THE great Hawazin tribe which occupied the hills in the southeastern district of Mecca, reached far beyond At-Ta’if. The Beni-Thakif which inhabited At-Ta’if were descendants of that tribe. They all joined forces to drive Muhammad away from Mecca.
Muhammad therefore cut short His stay at Mecca. He left Mo’athebn Jabal in Mecca to instruct the inhabitants in the principles of Islam, and advanced toward Honein at the head of a force of 12,000 men of which 2,000 were from Koreish.
Beni Hawazin, also advanced upon Honein, and in February 1, AD. 630, the Battle of Honein was fought.
Muhammad’s army were surprised and driven back; but they eventually rallied. Though the nature of the ground and the impetuosity of the Bedawi foe made the issue for some time doubtful, the Prophet from an eminence urged His men on, with the result that the foe was beaten back. The enemy fled; the rout was complete, and the day won! The spoil included 24,000 camels, 40,000 sheep and goats, and 4,000 ounces of silver, and 4,000 prisoners.
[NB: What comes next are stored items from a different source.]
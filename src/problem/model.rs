//! Solver-neutral roster model.
//!
//! One boolean variable per `(employee, day, shift)` triple, and linear
//! constraints over those variables. Backends translate this model into
//! their own representation; nothing here depends on a solver library.

use serde::{Deserialize, Serialize};

/// Dense index of a decision variable.
pub type VarId = usize;

/// Constraint family a linear constraint was generated from.
#[derive(Debug, Clone, Copy, PartialEq, Eq, Hash, Serialize, Deserialize)]
pub enum ConstraintFamily {
    /// Working days per employee equal the quota.
    TotalLoad,
    /// At most one shift per employee and day.
    OneShiftPerDay,
    /// Sliding-window cap on working days.
    MaxConsecutive,
    /// Minimum staff per (day, shift) slot.
    Coverage,
    /// Maximum staff per (day, shift) slot.
    CoverageCap,
    /// A restricted shift is followed by itself or a day off.
    RestrictedContinuation,
    /// Non-overlapping weekly cap on working days.
    WeeklyRest,
}

/// Relational operator of a linear constraint.
#[derive(Debug, Clone, Copy, PartialEq, Eq, Serialize, Deserialize)]
pub enum Comparison {
    /// `lhs <= rhs`
    LessEq,
    /// `lhs >= rhs`
    GreaterEq,
    /// `lhs == rhs`
    Equal,
}

/// `sum(coef * var) <op> rhs`.
#[derive(Debug, Clone, PartialEq, Serialize, Deserialize)]
pub struct LinearConstraint {
    /// Originating family.
    pub family: ConstraintFamily,
    /// `(variable, coefficient)` terms.
    pub terms: Vec<(VarId, i32)>,
    /// Relational operator.
    pub comparison: Comparison,
    /// Right-hand side.
    pub rhs: i32,
}

impl LinearConstraint {
    /// Creates a constraint whose terms all have coefficient 1.
    pub fn sum(
        family: ConstraintFamily,
        vars: impl IntoIterator<Item = VarId>,
        comparison: Comparison,
        rhs: i32,
    ) -> Self {
        Self {
            family,
            terms: vars.into_iter().map(|v| (v, 1)).collect(),
            comparison,
            rhs,
        }
    }

    /// Left-hand side value under an assignment.
    pub fn lhs(&self, assignment: &Assignment) -> i32 {
        self.terms
            .iter()
            .filter(|(var, _)| assignment.value(*var))
            .map(|(_, coef)| coef)
            .sum()
    }

    /// Whether the assignment satisfies this constraint.
    pub fn is_satisfied(&self, assignment: &Assignment) -> bool {
        let lhs = self.lhs(assignment);
        match self.comparison {
            Comparison::LessEq => lhs <= self.rhs,
            Comparison::GreaterEq => lhs >= self.rhs,
            Comparison::Equal => lhs == self.rhs,
        }
    }
}

/// Optimization direction.
#[derive(Debug, Clone, Copy, PartialEq, Eq, Serialize, Deserialize)]
pub enum Sense {
    Maximise,
    Minimise,
}

/// Linear objective `constant + sum(coef * var)`.
#[derive(Debug, Clone, PartialEq, Serialize, Deserialize)]
pub struct Objective {
    pub sense: Sense,
    pub terms: Vec<(VarId, i32)>,
    pub constant: i32,
}

impl Objective {
    /// Objective value under an assignment.
    pub fn evaluate(&self, assignment: &Assignment) -> i64 {
        let variable: i64 = self
            .terms
            .iter()
            .filter(|(var, _)| assignment.value(*var))
            .map(|(_, coef)| *coef as i64)
            .sum();
        self.constant as i64 + variable
    }

    /// Smallest and largest values the objective can take over booleans.
    pub fn bounds(&self) -> (i64, i64) {
        let (mut lo, mut hi) = (self.constant as i64, self.constant as i64);
        for &(_, coef) in &self.terms {
            if coef < 0 {
                lo += coef as i64;
            } else {
                hi += coef as i64;
            }
        }
        (lo, hi)
    }
}

/// A full truth assignment of the decision variables.
#[derive(Debug, Clone, PartialEq, Eq, Serialize, Deserialize)]
pub struct Assignment {
    values: Vec<bool>,
}

impl Assignment {
    /// Wraps a dense value vector.
    pub fn from_values(values: Vec<bool>) -> Self {
        Self { values }
    }

    /// All-false assignment of the given size.
    pub fn empty(var_count: usize) -> Self {
        Self {
            values: vec![false; var_count],
        }
    }

    /// Value of a variable. Out-of-range variables read as false.
    #[inline]
    pub fn value(&self, var: VarId) -> bool {
        self.values.get(var).copied().unwrap_or(false)
    }

    /// Sets a variable.
    pub fn set(&mut self, var: VarId, value: bool) {
        if let Some(slot) = self.values.get_mut(var) {
            *slot = value;
        }
    }

    /// Number of variables.
    pub fn len(&self) -> usize {
        self.values.len()
    }

    /// Whether the assignment has no variables.
    pub fn is_empty(&self) -> bool {
        self.values.is_empty()
    }

    /// Number of true variables.
    pub fn true_count(&self) -> usize {
        self.values.iter().filter(|v| **v).count()
    }

    /// Number of positions with the same truth value as `other`.
    pub fn agreement(&self, other: &Assignment) -> usize {
        self.values
            .iter()
            .zip(&other.values)
            .filter(|(a, b)| a == b)
            .count()
    }

    /// Raw values.
    pub fn values(&self) -> &[bool] {
        &self.values
    }
}

/// Variables and hard constraints for one month block.
///
/// Built once per block and shared, unchanged, by the feasibility and the
/// stability phase.
#[derive(Debug, Clone, PartialEq, Serialize, Deserialize)]
pub struct RosterModel {
    employees: usize,
    days: usize,
    shifts: usize,
    constraints: Vec<LinearConstraint>,
}

impl RosterModel {
    /// Creates a model with no constraints.
    pub fn new(employees: usize, days: usize, shifts: usize) -> Self {
        Self {
            employees,
            days,
            shifts,
            constraints: Vec::new(),
        }
    }

    /// Variable for `(employee, day, shift)`.
    #[inline]
    pub fn var(&self, employee: usize, day: usize, shift: usize) -> VarId {
        debug_assert!(employee < self.employees && day < self.days && shift < self.shifts);
        (employee * self.days + day) * self.shifts + shift
    }

    /// Inverse of [`RosterModel::var`].
    pub fn decode(&self, var: VarId) -> (usize, usize, usize) {
        let shift = var % self.shifts;
        let rest = var / self.shifts;
        (rest / self.days, rest % self.days, shift)
    }

    /// Variables of one employee on one day, across all shifts.
    pub fn day_vars(&self, employee: usize, day: usize) -> impl Iterator<Item = VarId> + '_ {
        (0..self.shifts).map(move |s| self.var(employee, day, s))
    }

    /// Number of employees.
    pub fn employee_count(&self) -> usize {
        self.employees
    }

    /// Number of days.
    pub fn day_count(&self) -> usize {
        self.days
    }

    /// Number of shift types.
    pub fn shift_count(&self) -> usize {
        self.shifts
    }

    /// Number of decision variables.
    pub fn var_count(&self) -> usize {
        self.employees * self.days * self.shifts
    }

    /// Adds a constraint.
    pub fn add_constraint(&mut self, constraint: LinearConstraint) {
        self.constraints.push(constraint);
    }

    /// All constraints.
    pub fn constraints(&self) -> &[LinearConstraint] {
        &self.constraints
    }

    /// Number of constraints.
    pub fn constraint_count(&self) -> usize {
        self.constraints.len()
    }

    /// Constraints generated by one family.
    pub fn constraints_of(
        &self,
        family: ConstraintFamily,
    ) -> impl Iterator<Item = &LinearConstraint> + '_ {
        self.constraints.iter().filter(move |c| c.family == family)
    }

    /// Constraints the assignment violates. A size mismatch violates everything.
    pub fn violations<'a>(&'a self, assignment: &Assignment) -> Vec<&'a LinearConstraint> {
        if assignment.len() != self.var_count() {
            return self.constraints.iter().collect();
        }
        self.constraints
            .iter()
            .filter(|c| !c.is_satisfied(assignment))
            .collect()
    }

    /// Whether the assignment satisfies every constraint.
    pub fn is_satisfied_by(&self, assignment: &Assignment) -> bool {
        assignment.len() == self.var_count()
            && self.constraints.iter().all(|c| c.is_satisfied(assignment))
    }
}

#[cfg(test)]
mod tests {
    use super::*;

    #[test]
    fn test_var_indexing_roundtrip() {
        let model = RosterModel::new(3, 5, 2);
        assert_eq!(model.var_count(), 30);
        assert_eq!(model.var(0, 0, 0), 0);
        assert_eq!(model.var(0, 0, 1), 1);
        assert_eq!(model.var(0, 1, 0), 2);
        assert_eq!(model.var(1, 0, 0), 10);
        for var in 0..model.var_count() {
            let (e, d, s) = model.decode(var);
            assert_eq!(model.var(e, d, s), var);
        }
    }

    #[test]
    fn test_constraint_evaluation() {
        let mut a = Assignment::empty(4);
        a.set(0, true);
        a.set(2, true);

        let le = LinearConstraint::sum(ConstraintFamily::MaxConsecutive, [0, 1, 2], Comparison::LessEq, 1);
        assert_eq!(le.lhs(&a), 2);
        assert!(!le.is_satisfied(&a));

        let ge = LinearConstraint::sum(ConstraintFamily::Coverage, [2, 3], Comparison::GreaterEq, 1);
        assert!(ge.is_satisfied(&a));

        let eq = LinearConstraint::sum(ConstraintFamily::TotalLoad, [0, 1, 2, 3], Comparison::Equal, 2);
        assert!(eq.is_satisfied(&a));
    }

    #[test]
    fn test_model_violations() {
        let mut model = RosterModel::new(1, 2, 1);
        model.add_constraint(LinearConstraint::sum(
            ConstraintFamily::Coverage,
            [0],
            Comparison::GreaterEq,
            1,
        ));
        model.add_constraint(LinearConstraint::sum(
            ConstraintFamily::Coverage,
            [1],
            Comparison::GreaterEq,
            1,
        ));

        let mut a = Assignment::empty(2);
        a.set(0, true);
        assert_eq!(model.violations(&a).len(), 1);
        a.set(1, true);
        assert!(model.is_satisfied_by(&a));
        assert_eq!(model.constraints_of(ConstraintFamily::Coverage).count(), 2);

        // Wrong size is never accepted
        assert!(!model.is_satisfied_by(&Assignment::empty(3)));
    }

    #[test]
    fn test_agreement() {
        let a = Assignment::from_values(vec![true, false, true, false]);
        let b = Assignment::from_values(vec![true, true, false, false]);
        assert_eq!(a.agreement(&b), 2);
        assert_eq!(a.agreement(&a), 4);
        assert_eq!(a.true_count(), 2);
    }

    #[test]
    fn test_objective_bounds_and_value() {
        let objective = Objective {
            sense: Sense::Maximise,
            terms: vec![(0, 1), (1, -1), (2, 1)],
            constant: 1,
        };
        assert_eq!(objective.bounds(), (0, 3));
        let a = Assignment::from_values(vec![true, false, true]);
        assert_eq!(objective.evaluate(&a), 3);
    }
}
The Battle of Honein is immortalized in the Sura IX, wherein “The Invisible Hosts” are mentioned as having assisted the forces of Islam.
Then siege was laid to At-Ta’if which was too strong to be subdued at the time. After achieving minor victories over the surrounding tribes, it was considered wise to raise the siege.
A woman among the captives told the soldiers that she was the Prophet’s foster sister and was taken into His presence. Muhammad received her with affection, and as she preferred to remain with her own tribe, He dismissed her with a handsome present. This incident will remind us that the Prophet’s early childhood has been spent in the desert with the tribes, and it was there, where He had found the foster sister referred to.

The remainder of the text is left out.